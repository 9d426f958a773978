//! Export functionality: attachments to disk and the HTML viewer page.

pub mod attachment;
pub mod html;
//! The structured result of parsing one message.

use chrono::{DateTime, Utc};

use super::attachment::Attachment;

/// Sender used when the `From:` header yields no address.
pub const UNKNOWN_SENDER: &str = "Unknown";

/// Subject used when the `Subject:` header is absent.
pub const NO_SUBJECT: &str = "No Subject";

/// A fully parsed message.
///
/// Created fresh by each parse call and never mutated by the library afterwards.
#[derive(Debug, Clone, PartialEq, serde::Serialize, serde::Deserialize)]
pub struct ParsedMessage {
    /// First sender mailbox, or [`UNKNOWN_SENDER`].
    pub from: String,

    /// Recipient mailboxes from `To:`, in header order.
    pub to: Vec<String>,

    /// Raw subject, or [`NO_SUBJECT`].
    pub subject: String,

    /// Parsed `Date:` header, or the parse time when absent or unparsable.
    pub date: DateTime<Utc>,

    /// First plain-text body found (may be empty).
    pub text: String,

    /// First HTML body found (may be empty).
    pub html: String,

    /// Attachments in document order.
    pub attachments: Vec<Attachment>,
}

impl ParsedMessage {
    /// Total decoded size of all attachments.
    pub fn attachments_size(&self) -> u64 {
        self.attachments.iter().map(|a| a.size).sum()
    }

    pub fn has_html(&self) -> bool {
        !self.html.is_empty()
    }
}
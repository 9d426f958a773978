//! Extracted attachments.

use crate::error::Result;
use crate::parser::decode;

/// Filename used when a part declares none.
pub const DEFAULT_FILENAME: &str = "attachment";

/// Content type used when a part declares none.
pub const DEFAULT_CONTENT_TYPE: &str = "application/octet-stream";

/// An attachment pulled out of a multipart body.
///
/// The payload is carried as base64 text whatever the part's original
/// transfer-encoding was; [`Attachment::decoded`] yields the raw bytes.
#[derive(Debug, Clone, PartialEq, Eq, serde::Serialize, serde::Deserialize)]
#[serde(rename_all = "camelCase")]
pub struct Attachment {
    /// Declared filename, or [`DEFAULT_FILENAME`].
    pub filename: String,

    /// MIME type without parameters (e.g. `"application/pdf"`).
    pub content_type: String,

    /// Size in bytes of the decoded content.
    pub size: u64,

    /// Base64-encoded content, without line breaks.
    pub content: String,
}

impl Attachment {
    /// Decode the base64 payload back to raw bytes.
    pub fn decoded(&self) -> Result<Vec<u8>> {
        decode::decode_base64(&self.content)
    }
}
//! The reference catalog.
//!
//! A [`Reference`] owns a loaded engine index plus the decoded contig
//! metadata.  The catalog is immutable after load; alignments borrow their
//! contig entries from it.

use std::path::{Path, PathBuf};
use std::sync::Arc;

use crate::engine::{Backend, ReferenceIndex};
use crate::error::Result;

/// One named reference sequence.
#[derive(Debug, Clone)]
pub struct Contig {
    /// Contig name, shared with the engine's string table.
    pub name: Arc<str>,
    pub len: i64,
    pub assembly_identifier: Option<String>,
    pub species: Option<String>,
    pub uri: Option<String>,
    pub md5: Option<String>,
}

impl Contig {
    pub fn new(name: Arc<str>, len: i64) -> Self {
        Self {
            name,
            len,
            assembly_identifier: None,
            species: None,
            uri: None,
            md5: None,
        }
    }
}

/// A loaded reference: the engine index handle plus the contig catalog.
pub struct Reference {
    path: PathBuf,
    contigs: Vec<Contig>,
    index: Box<dyn ReferenceIndex>,
    aligner_name: String,
    aligner_version: String,
    mapq_coef: i32,
}

impl Reference {
    /// Load the reference index at `path` through `backend`.
    ///
    /// Either the whole catalog is built or nothing is: on failure no
    /// partially-initialized reference escapes.
    pub fn load(backend: &dyn Backend, path: impl AsRef<Path>) -> Result<Self> {
        let path = path.as_ref();
        let index = backend.load_index(path)?;
        let contigs = index
            .contigs()
            .iter()
            .map(|meta| Contig::new(meta.name.clone(), meta.len))
            .collect::<Vec<_>>();
        log::info!(
            "loaded reference {} with {} contigs via {}",
            path.display(),
            contigs.len(),
            backend.name()
        );
        Ok(Self {
            path: path.to_path_buf(),
            contigs,
            index,
            aligner_name: backend.name().to_string(),
            aligner_version: backend.version(),
            mapq_coef: backend.mapq_coef(),
        })
    }

    pub fn path(&self) -> &Path {
        &self.path
    }

    pub fn n_contigs(&self) -> usize {
        self.contigs.len()
    }

    pub fn contigs(&self) -> &[Contig] {
        &self.contigs
    }

    pub fn contig(&self, i: usize) -> Option<&Contig> {
        self.contigs.get(i)
    }

    /// Name of the engine this reference was loaded with.
    pub fn aligner_name(&self) -> &str {
        &self.aligner_name
    }

    /// Version of the engine this reference was loaded with.
    pub fn aligner_version(&self) -> &str {
        &self.aligner_version
    }

    pub(crate) fn index(&self) -> &dyn ReferenceIndex {
        self.index.as_ref()
    }

    pub(crate) fn mapq_coef(&self) -> i32 {
        self.mapq_coef
    }
}

#[cfg(test)]
mod tests {
    use super::*;
    use crate::engine::{Candidate, ContigMeta, PairStats, Pairing, RawAlignment};
    use crate::opts::Opts;

    #[derive(Clone)]
    struct FixedIndex {
        contigs: Vec<ContigMeta>,
    }

    impl ReferenceIndex for FixedIndex {
        fn contigs(&self) -> &[ContigMeta] {
            &self.contigs
        }

        fn packed_len(&self) -> i64 {
            self.contigs.iter().map(|c| c.len).sum()
        }

        fn align_core(&self, _opts: &Opts, _seq: &mut [u8]) -> Vec<Candidate> {
            Vec::new()
        }

        fn mark_primary(&self, _opts: &Opts, _regions: &mut Vec<Candidate>, _id: u64) {}

        fn mate_rescue(
            &self,
            _opts: &Opts,
            _pes: &[PairStats; 4],
            _anchor: &Candidate,
            _mate_seq: &[u8],
            _mate_regions: &mut Vec<Candidate>,
        ) -> usize {
            0
        }

        fn pair(
            &self,
            _opts: &Opts,
            _pes: &[PairStats; 4],
            _first: &[Candidate],
            _second: &[Candidate],
            _id: u64,
        ) -> Option<Pairing> {
            None
        }

        fn extend(&self, _opts: &Opts, _seq: &[u8], _region: Option<&Candidate>) -> RawAlignment {
            RawAlignment::default()
        }

        fn approx_mapq_se(&self, _opts: &Opts, _region: &Candidate) -> i32 {
            0
        }

        fn infer_pair_stats(&self, _opts: &Opts, _regions: &[Vec<Candidate>]) -> [PairStats; 4] {
            [PairStats::default(); 4]
        }
    }

    struct FixedBackend;

    impl Backend for FixedBackend {
        fn name(&self) -> &'static str {
            "fixed"
        }

        fn version(&self) -> String {
            "1.0".to_string()
        }

        fn load_index(&self, _path: &Path) -> Result<Box<dyn ReferenceIndex>> {
            Ok(Box::new(FixedIndex {
                contigs: vec![
                    ContigMeta { name: Arc::from("chr1"), len: 1000 },
                    ContigMeta { name: Arc::from("chr2"), len: 500 },
                ],
            }))
        }
    }

    #[test]
    fn load_copies_the_contig_catalog() {
        let reference = Reference::load(&FixedBackend, "some/index").unwrap();
        assert_eq!(reference.n_contigs(), 2);
        assert_eq!(&*reference.contigs()[0].name, "chr1");
        assert_eq!(reference.contigs()[0].len, 1000);
        assert_eq!(&*reference.contig(1).unwrap().name, "chr2");
        assert!(reference.contig(2).is_none());
        assert_eq!(reference.aligner_name(), "fixed");
        assert_eq!(reference.aligner_version(), "1.0");
        assert_eq!(reference.path(), Path::new("some/index"));
    }
}
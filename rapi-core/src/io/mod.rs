//! Output rendering for alignment results.

pub mod sam;

pub use sam::{format_fragment, format_header};
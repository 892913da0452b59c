//! Library options and aligner state.
//!
//! [`Opts`] carries the interface-level knobs plus an engine parameter block
//! ([`EngineOpts`]) whose defaults mirror BWA-MEM.  A process-wide options
//! cell can be installed with [`init`] and torn down with [`shutdown`];
//! [`AlignerState`] clones its options at construction so per-call overrides
//! never leak into the library-wide configuration.

use std::sync::Mutex;

use serde::{Deserialize, Serialize};

use crate::engine::PairStats;
use crate::error::Result;
use crate::tags::Param;

/// Quality scores encoded with an offset of 33 (Sanger).
pub const QUALITY_ENCODING_SANGER: i32 = 33;
/// Quality scores encoded with an offset of 64 (Illumina 1.3+).
pub const QUALITY_ENCODING_ILLUMINA: i32 = 64;

/// Engine scoring and chaining parameters.
///
/// Defaults are the BWA-MEM values; engines that honor only a subset may
/// ignore the rest when `Opts::ignore_unsupported` is set.
#[derive(Debug, Clone, PartialEq, Serialize, Deserialize)]
pub struct EngineOpts {
    pub match_score: i32,
    pub mismatch_penalty: i32,
    pub gap_open: i32,
    pub gap_extend: i32,
    pub band_width: i32,
    /// Minimum score for a candidate to be reported.
    pub score_threshold: i32,
    pub zdrop: i32,
    /// Penalty subtracted when scoring two ends as unpaired.
    pub pen_unpaired: i32,
    pub pen_clip: i32,
    pub min_seed_len: i32,
    pub split_width: i32,
    pub max_occ: i32,
    pub max_chain_gap: i32,
    pub max_ins: i32,
    pub mask_level: f32,
    pub chain_drop_ratio: f32,
    pub split_factor: f32,
    pub chunk_size: i64,
    /// Cap on mate-rescue attempts per end.
    pub max_matesw: i32,
    pub mask_level_redun: f32,
    pub mapq_coef_len: i32,

    /// Disable Smith-Waterman mate rescue.
    pub skip_mate_rescue: bool,
    /// Disable pairing; each end is finalized independently.
    pub skip_pairing: bool,
    /// Also report candidates demoted to secondary.
    pub report_all: bool,
}

impl Default for EngineOpts {
    fn default() -> Self {
        Self {
            match_score: 1,
            mismatch_penalty: 4,
            gap_open: 6,
            gap_extend: 1,
            band_width: 100,
            score_threshold: 30,
            zdrop: 100,
            pen_unpaired: 17,
            pen_clip: 5,
            min_seed_len: 19,
            split_width: 10,
            max_occ: 10_000,
            max_chain_gap: 10_000,
            max_ins: 10_000,
            mask_level: 0.50,
            chain_drop_ratio: 0.50,
            split_factor: 1.5,
            chunk_size: 10_000_000,
            max_matesw: 100,
            mask_level_redun: 0.95,
            mapq_coef_len: 50,
            skip_mate_rescue: false,
            skip_pairing: false,
            report_all: false,
        }
    }
}

/// Interface-level options.
#[derive(Debug, Clone, PartialEq, Serialize, Deserialize)]
pub struct Opts {
    /// Silently ignore options the engine does not support instead of
    /// failing.
    pub ignore_unsupported: bool,
    /// Minimum mapping quality for reported alignments.
    pub mapq_min: i32,
    pub isize_min: i32,
    pub isize_max: i32,
    /// Worker threads used by the alignment passes.
    pub n_threads: usize,
    /// Share reference memory with other processes when the engine supports
    /// it.
    pub share_ref_mem: bool,
    /// Engine-specific parameters passed through verbatim.
    pub parameters: Vec<Param>,
    pub engine: EngineOpts,
}

impl Default for Opts {
    fn default() -> Self {
        let engine = EngineOpts::default();
        Self {
            ignore_unsupported: true,
            mapq_min: 0,
            isize_min: 0,
            isize_max: engine.max_ins,
            n_threads: 1,
            share_ref_mem: false,
            parameters: Vec::new(),
            engine,
        }
    }
}

static LIBRARY_OPTS: Mutex<Option<Opts>> = Mutex::new(None);

/// Install the process-wide options, replacing any previous configuration.
/// Passing `None` installs the defaults.
pub fn init(opts: Option<&Opts>) -> Result<()> {
    let mut cell = LIBRARY_OPTS.lock().unwrap_or_else(|e| e.into_inner());
    *cell = Some(opts.cloned().unwrap_or_default());
    Ok(())
}

/// Release the process-wide options.
pub fn shutdown() -> Result<()> {
    let mut cell = LIBRARY_OPTS.lock().unwrap_or_else(|e| e.into_inner());
    *cell = None;
    Ok(())
}

fn library_opts() -> Opts {
    let cell = LIBRARY_OPTS.lock().unwrap_or_else(|e| e.into_inner());
    cell.clone().unwrap_or_default()
}

/// Per-call aligner state: a private options copy, the running processed-read
/// counter, and the inferred insert-size statistics of the last paired batch.
#[derive(Debug, Clone)]
pub struct AlignerState {
    pub(crate) opts: Opts,
    pub(crate) n_reads_processed: u64,
    pub(crate) pair_stats: [PairStats; 4],
}

impl AlignerState {
    /// Create a state from the given options, falling back to the
    /// library-wide configuration (or the defaults) when `opts` is `None`.
    pub fn new(opts: Option<&Opts>) -> Self {
        Self {
            opts: opts.cloned().unwrap_or_else(library_opts),
            n_reads_processed: 0,
            pair_stats: [PairStats::default(); 4],
        }
    }

    pub fn opts(&self) -> &Opts {
        &self.opts
    }

    /// Total reads aligned through this state.
    pub fn reads_processed(&self) -> u64 {
        self.n_reads_processed
    }

    /// Insert-size statistics inferred during the most recent paired
    /// alignment call, indexed by orientation.
    pub fn pair_stats(&self) -> &[PairStats; 4] {
        &self.pair_stats
    }
}

#[cfg(test)]
mod tests {
    use super::*;

    #[test]
    fn engine_defaults_mirror_bwa_mem() {
        let eng = EngineOpts::default();
        assert_eq!(eng.match_score, 1);
        assert_eq!(eng.mismatch_penalty, 4);
        assert_eq!(eng.gap_open, 6);
        assert_eq!(eng.gap_extend, 1);
        assert_eq!(eng.band_width, 100);
        assert_eq!(eng.score_threshold, 30);
        assert_eq!(eng.zdrop, 100);
        assert_eq!(eng.pen_unpaired, 17);
        assert_eq!(eng.pen_clip, 5);
        assert_eq!(eng.min_seed_len, 19);
        assert_eq!(eng.split_width, 10);
        assert_eq!(eng.max_occ, 10_000);
        assert_eq!(eng.max_chain_gap, 10_000);
        assert_eq!(eng.max_ins, 10_000);
        assert_eq!(eng.mask_level, 0.50);
        assert_eq!(eng.chain_drop_ratio, 0.50);
        assert_eq!(eng.split_factor, 1.5);
        assert_eq!(eng.chunk_size, 10_000_000);
        assert_eq!(eng.max_matesw, 100);
        assert_eq!(eng.mask_level_redun, 0.95);
        assert_eq!(eng.mapq_coef_len, 50);
    }

    #[test]
    fn isize_window_follows_engine_default() {
        let opts = Opts::default();
        assert_eq!(opts.isize_min, 0);
        assert_eq!(opts.isize_max, opts.engine.max_ins);
        assert!(opts.ignore_unsupported);
        assert_eq!(opts.n_threads, 1);
    }

    #[test]
    fn state_clones_do_not_leak_into_library_config() {
        let mut custom = Opts::default();
        custom.n_threads = 7;
        init(Some(&custom)).unwrap();

        let mut state = AlignerState::new(None);
        assert_eq!(state.opts().n_threads, 7);

        // mutating the state copy must not touch the installed options
        state.opts.n_threads = 1;
        let fresh = AlignerState::new(None);
        assert_eq!(fresh.opts().n_threads, 7);

        shutdown().unwrap();
        let after = AlignerState::new(None);
        assert_eq!(after.opts().n_threads, 1);
    }

    #[test]
    fn explicit_opts_override_library_config() {
        let mut custom = Opts::default();
        custom.engine.score_threshold = 5;
        let state = AlignerState::new(Some(&custom));
        assert_eq!(state.opts().engine.score_threshold, 5);
        assert_eq!(state.reads_processed(), 0);
        assert!(state.pair_stats().iter().all(|s| s.failed));
    }
}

........

Produce the number of lines in the data containing the string "Disable", with nothing added.

2